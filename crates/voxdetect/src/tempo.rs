//! Global tempo estimation from an onset-strength envelope.
//!
//! The envelope is the band-averaged positive first difference of the dB mel
//! spectrogram. Its autocorrelation is scored against a log-normal prior
//! centered at `TEMPO_START_BPM` and the best lag is converted to BPM.

use crate::constants::{TEMPO_AC_SECONDS, TEMPO_MAX_BPM, TEMPO_START_BPM};

/// Onset strength per frame from a frame-major `[n_frames * n_mels]` dB buffer.
#[must_use]
pub fn onset_envelope(log_mel: &[f32], n_mels: usize) -> Vec<f32> {
    let n_frames = log_mel.len() / n_mels;
    let mut env = vec![0.0f32; n_frames];
    for t in 1..n_frames {
        let cur = &log_mel[t * n_mels..(t + 1) * n_mels];
        let prev = &log_mel[(t - 1) * n_mels..t * n_mels];
        let rise: f32 = cur.iter().zip(prev).map(|(c, p)| (c - p).max(0.0)).sum();
        env[t] = rise / n_mels as f32;
    }
    env
}

/// BPM for an autocorrelation lag measured in frames.
#[inline]
fn lag_to_bpm(lag: usize, sample_rate_hz: u32, hop: usize) -> f32 {
    60.0 * sample_rate_hz as f32 / (hop as f32 * lag as f32)
}

/// Estimate tempo in BPM; `0.0` when the envelope carries no onsets.
#[must_use]
pub fn estimate_tempo(envelope: &[f32], sample_rate_hz: u32, hop: usize) -> f32 {
    if envelope.len() < 2 || !envelope.iter().any(|&v| v > 0.0) {
        return 0.0;
    }

    let ac_frames = (TEMPO_AC_SECONDS * sample_rate_hz as f32 / hop as f32).round() as usize;
    let max_lag = ac_frames.min(envelope.len() - 1);

    let zero_lag: f64 = envelope.iter().map(|&v| f64::from(v) * f64::from(v)).sum();
    if zero_lag <= 0.0 {
        return 0.0;
    }

    let log2_start = TEMPO_START_BPM.log2();
    let mut best: Option<(f32, f32)> = None;
    for lag in 1..=max_lag {
        let bpm = lag_to_bpm(lag, sample_rate_hz, hop);
        if bpm > TEMPO_MAX_BPM {
            continue;
        }

        let ac: f64 = envelope[lag..]
            .iter()
            .zip(envelope)
            .map(|(&a, &b)| f64::from(a) * f64::from(b))
            .sum();
        let ac = (ac / zero_lag) as f32;

        let octaves = bpm.log2() - log2_start;
        let score = (1.0 + 1e6 * ac.max(0.0)).ln() - 0.5 * octaves * octaves;

        if best.is_none_or(|(s, _)| score > s) {
            best = Some((score, bpm));
        }
    }

    best.map_or(0.0, |(_, bpm)| bpm)
}
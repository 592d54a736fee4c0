//! Signal-processing and model-shape constants.
//!
//! Every window size below is derived for `SAMPLE_RATE_HZ`; changing the rate
//! means re-deriving all of them.

// Audio frontend.
pub const SAMPLE_RATE_HZ: u32 = 22_050;
pub const N_FFT: usize = 2048;
pub const HOP_LENGTH: usize = 512; // ~23ms @ 22.05kHz
pub const N_FREQ: usize = N_FFT / 2 + 1; // 1025
pub const MEL_BINS: usize = 128;

// Features.
pub const DEFAULT_N_MFCC: usize = 40;
pub const ROLLOFF_PERCENT: f32 = 0.85;
pub const CONTRAST_BANDS: usize = 6;
pub const CONTRAST_FMIN_HZ: f32 = 200.0;
pub const CONTRAST_QUANTILE: f32 = 0.02;
pub const PITCH_FMIN_HZ: f32 = 150.0;
pub const PITCH_FMAX_HZ: f32 = 4000.0;
pub const PITCH_THRESHOLD: f32 = 0.1;
pub const TEMPO_START_BPM: f32 = 120.0;
pub const TEMPO_MAX_BPM: f32 = 320.0;
pub const TEMPO_AC_SECONDS: f32 = 8.0;

// Power-to-dB conversion.
pub const AMIN: f32 = 1e-10;
pub const TOP_DB: f32 = 80.0;

// Classifier input contract: (MODEL_CHANNELS, MODEL_FRAMES).
pub const MODEL_CHANNELS: usize = 40;
pub const MODEL_FRAMES: usize = 128;
pub const NUM_CLASSES: usize = 2;
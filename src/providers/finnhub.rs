//! Finnhub quote provider (primary).
//!
//! Each symbol costs two calls, `/api/v1/quote` and `/api/v1/stock/profile2`, issued
//! together. The free tier allows 60 calls per minute.

use async_trait::async_trait;
use reqwest::Client;
use tracing::{debug, instrument};

use super::normalize::{FinnhubProfile, FinnhubQuote, normalize_primary};
use super::util::{build_client, get_json};
use crate::core::{ProviderKind, Quote, QuoteError, QuoteProvider};

const QUOTE_PATH: &str = "/api/v1/quote";
const PROFILE_PATH: &str = "/api/v1/stock/profile2";

pub struct FinnhubProvider {
    client: Client,
    base_url: String,
    api_key: String,
}

impl FinnhubProvider {
    pub fn new(base_url: &str, api_key: &str) -> Self {
        FinnhubProvider {
            client: build_client(),
            base_url: base_url.trim_end_matches('/').to_string(),
            api_key: api_key.to_string(),
        }
    }
}

#[async_trait]
impl QuoteProvider for FinnhubProvider {
    fn kind(&self) -> ProviderKind {
        ProviderKind::Primary
    }

    #[instrument(name = "FinnhubQuoteFetch", skip(self), fields(symbol = %symbol))]
    async fn fetch_quote(&self, symbol: &str) -> Result<Quote, QuoteError> {
        let query = [("symbol", symbol), ("token", self.api_key.as_str())];
        let quote_url = format!("{}{}", self.base_url, QUOTE_PATH);
        let profile_url = format!("{}{}", self.base_url, PROFILE_PATH);

        // Both calls are in flight together; the quote outcome is checked first.
        let (quote, profile) = tokio::join!(
            get_json::<FinnhubQuote>(
                &self.client,
                ProviderKind::Primary,
                "quote",
                &quote_url,
                &query,
                symbol,
            ),
            get_json::<FinnhubProfile>(
                &self.client,
                ProviderKind::Primary,
                "profile",
                &profile_url,
                &query,
                symbol,
            ),
        );
        let quote = quote?;
        let profile = profile?;

        if let Some(text) = quote.error.as_deref().filter(|text| !text.is_empty()) {
            return Err(QuoteError::ProviderMessage {
                provider: ProviderKind::Primary,
                text: text.to_string(),
            });
        }

        let result = normalize_primary(symbol, &quote, &profile)?;
        debug!(price = result.price, "Received Finnhub quote");
        Ok(result)
    }
}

===============

What you are asked to do >>
Every line of the listing that holds "first" is to be counted; give only the resulting number.

Solved exercise >>
2